** Available records follows **

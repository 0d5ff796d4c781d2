use chrono::{DateTime, Utc};
use serde::{Deserialize, Serialize};

#[derive(Debug, Clone, PartialEq, Serialize, Deserialize)]
#[serde(rename_all = "camelCase")]
pub struct User {
    /// Short handle, also used as the owner prefix of invoice identifiers
    pub id: String,
    pub name: String,
    pub created_at: DateTime<Utc>,
}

** End of Available records **

Copy the lines of the entries above that mention "DateTime".

use chrono::{DateTime, Utc};
    pub created_at: DateTime<Utc>,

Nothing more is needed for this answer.